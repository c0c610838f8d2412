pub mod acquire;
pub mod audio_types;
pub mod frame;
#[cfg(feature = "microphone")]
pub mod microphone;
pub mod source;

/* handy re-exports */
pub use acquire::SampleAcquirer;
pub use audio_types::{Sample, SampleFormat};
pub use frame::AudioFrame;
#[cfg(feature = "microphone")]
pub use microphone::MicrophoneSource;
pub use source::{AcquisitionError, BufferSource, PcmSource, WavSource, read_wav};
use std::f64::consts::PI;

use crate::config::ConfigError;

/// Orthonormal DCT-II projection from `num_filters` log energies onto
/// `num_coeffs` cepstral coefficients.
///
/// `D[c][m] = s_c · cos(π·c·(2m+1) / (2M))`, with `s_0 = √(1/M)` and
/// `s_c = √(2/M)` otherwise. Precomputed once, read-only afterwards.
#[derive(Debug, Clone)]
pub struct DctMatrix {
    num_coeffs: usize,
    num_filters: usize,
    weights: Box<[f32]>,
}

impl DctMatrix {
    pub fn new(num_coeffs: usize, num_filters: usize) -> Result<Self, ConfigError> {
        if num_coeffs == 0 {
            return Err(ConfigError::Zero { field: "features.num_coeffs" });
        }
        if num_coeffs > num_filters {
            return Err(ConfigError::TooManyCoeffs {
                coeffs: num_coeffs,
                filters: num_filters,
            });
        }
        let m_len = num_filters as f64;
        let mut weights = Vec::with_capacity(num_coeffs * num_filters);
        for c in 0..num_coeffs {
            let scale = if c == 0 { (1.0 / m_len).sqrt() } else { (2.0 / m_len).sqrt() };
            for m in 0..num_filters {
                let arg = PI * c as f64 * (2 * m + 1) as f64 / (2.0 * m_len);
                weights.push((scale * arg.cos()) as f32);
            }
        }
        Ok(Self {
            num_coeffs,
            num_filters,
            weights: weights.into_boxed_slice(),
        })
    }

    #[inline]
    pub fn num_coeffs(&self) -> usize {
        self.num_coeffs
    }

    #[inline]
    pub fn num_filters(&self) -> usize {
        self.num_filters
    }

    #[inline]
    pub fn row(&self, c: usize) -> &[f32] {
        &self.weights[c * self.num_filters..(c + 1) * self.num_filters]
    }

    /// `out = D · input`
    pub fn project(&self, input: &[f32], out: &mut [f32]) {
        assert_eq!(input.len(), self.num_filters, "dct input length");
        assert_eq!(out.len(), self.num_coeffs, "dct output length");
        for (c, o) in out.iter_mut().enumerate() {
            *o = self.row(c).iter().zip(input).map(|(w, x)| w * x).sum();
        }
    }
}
■ ■ ■ ■ ■
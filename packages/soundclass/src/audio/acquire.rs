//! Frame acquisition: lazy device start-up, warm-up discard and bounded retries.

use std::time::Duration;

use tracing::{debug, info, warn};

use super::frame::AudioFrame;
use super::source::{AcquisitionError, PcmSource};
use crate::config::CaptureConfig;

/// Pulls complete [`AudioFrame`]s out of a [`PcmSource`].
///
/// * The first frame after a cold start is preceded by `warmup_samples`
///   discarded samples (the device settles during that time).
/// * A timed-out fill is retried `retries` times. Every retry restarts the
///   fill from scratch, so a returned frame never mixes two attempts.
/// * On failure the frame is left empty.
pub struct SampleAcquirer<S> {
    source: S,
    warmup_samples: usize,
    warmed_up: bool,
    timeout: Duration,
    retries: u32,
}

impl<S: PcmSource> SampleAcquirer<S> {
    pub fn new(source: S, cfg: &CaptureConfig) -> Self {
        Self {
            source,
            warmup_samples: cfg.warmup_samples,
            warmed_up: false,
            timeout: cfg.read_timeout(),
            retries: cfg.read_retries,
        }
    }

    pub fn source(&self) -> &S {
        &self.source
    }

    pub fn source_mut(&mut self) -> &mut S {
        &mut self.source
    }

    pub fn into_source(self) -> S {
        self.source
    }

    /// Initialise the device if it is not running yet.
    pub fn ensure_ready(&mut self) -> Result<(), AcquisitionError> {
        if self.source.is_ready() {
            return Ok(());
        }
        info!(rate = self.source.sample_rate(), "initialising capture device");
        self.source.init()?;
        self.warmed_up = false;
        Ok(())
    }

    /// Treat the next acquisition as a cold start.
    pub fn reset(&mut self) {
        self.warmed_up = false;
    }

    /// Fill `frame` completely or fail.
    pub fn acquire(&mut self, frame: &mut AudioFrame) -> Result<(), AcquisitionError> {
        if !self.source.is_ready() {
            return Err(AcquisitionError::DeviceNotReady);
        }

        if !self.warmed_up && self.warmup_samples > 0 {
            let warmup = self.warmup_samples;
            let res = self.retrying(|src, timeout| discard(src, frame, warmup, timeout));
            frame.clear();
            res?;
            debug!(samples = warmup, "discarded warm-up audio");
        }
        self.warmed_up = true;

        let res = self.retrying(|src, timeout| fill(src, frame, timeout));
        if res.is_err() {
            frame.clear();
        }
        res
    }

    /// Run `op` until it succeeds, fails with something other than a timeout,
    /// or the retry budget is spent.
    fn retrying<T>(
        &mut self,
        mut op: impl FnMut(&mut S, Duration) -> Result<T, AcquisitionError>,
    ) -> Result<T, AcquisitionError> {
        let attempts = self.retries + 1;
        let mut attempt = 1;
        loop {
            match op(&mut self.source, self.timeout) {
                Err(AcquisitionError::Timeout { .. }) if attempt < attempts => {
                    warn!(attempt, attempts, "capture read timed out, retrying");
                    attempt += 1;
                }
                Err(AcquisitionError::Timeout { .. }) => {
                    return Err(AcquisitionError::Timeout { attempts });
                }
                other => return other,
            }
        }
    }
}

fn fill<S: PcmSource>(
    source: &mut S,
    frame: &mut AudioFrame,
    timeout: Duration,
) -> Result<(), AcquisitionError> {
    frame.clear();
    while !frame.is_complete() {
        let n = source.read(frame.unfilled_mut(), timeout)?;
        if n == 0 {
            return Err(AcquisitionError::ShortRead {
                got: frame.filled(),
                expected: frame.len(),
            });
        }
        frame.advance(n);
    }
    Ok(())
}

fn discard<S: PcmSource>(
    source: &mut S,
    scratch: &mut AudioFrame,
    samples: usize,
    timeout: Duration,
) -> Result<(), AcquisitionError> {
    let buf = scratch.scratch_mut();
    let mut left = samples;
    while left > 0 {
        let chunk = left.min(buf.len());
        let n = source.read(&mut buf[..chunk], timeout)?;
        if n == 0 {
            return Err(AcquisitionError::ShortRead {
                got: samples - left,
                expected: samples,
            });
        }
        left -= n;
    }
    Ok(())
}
■ ■ ■ ■ ■
**Work to be completed**
Scan the material above. Copy each line where "ConfigError" occurs.

**Task result**
use crate::config::ConfigError;
    pub fn new(num_coeffs: usize, num_filters: usize) -> Result<Self, ConfigError> {
            return Err(ConfigError::Zero { field: "features.num_coeffs" });
            return Err(ConfigError::TooManyCoeffs {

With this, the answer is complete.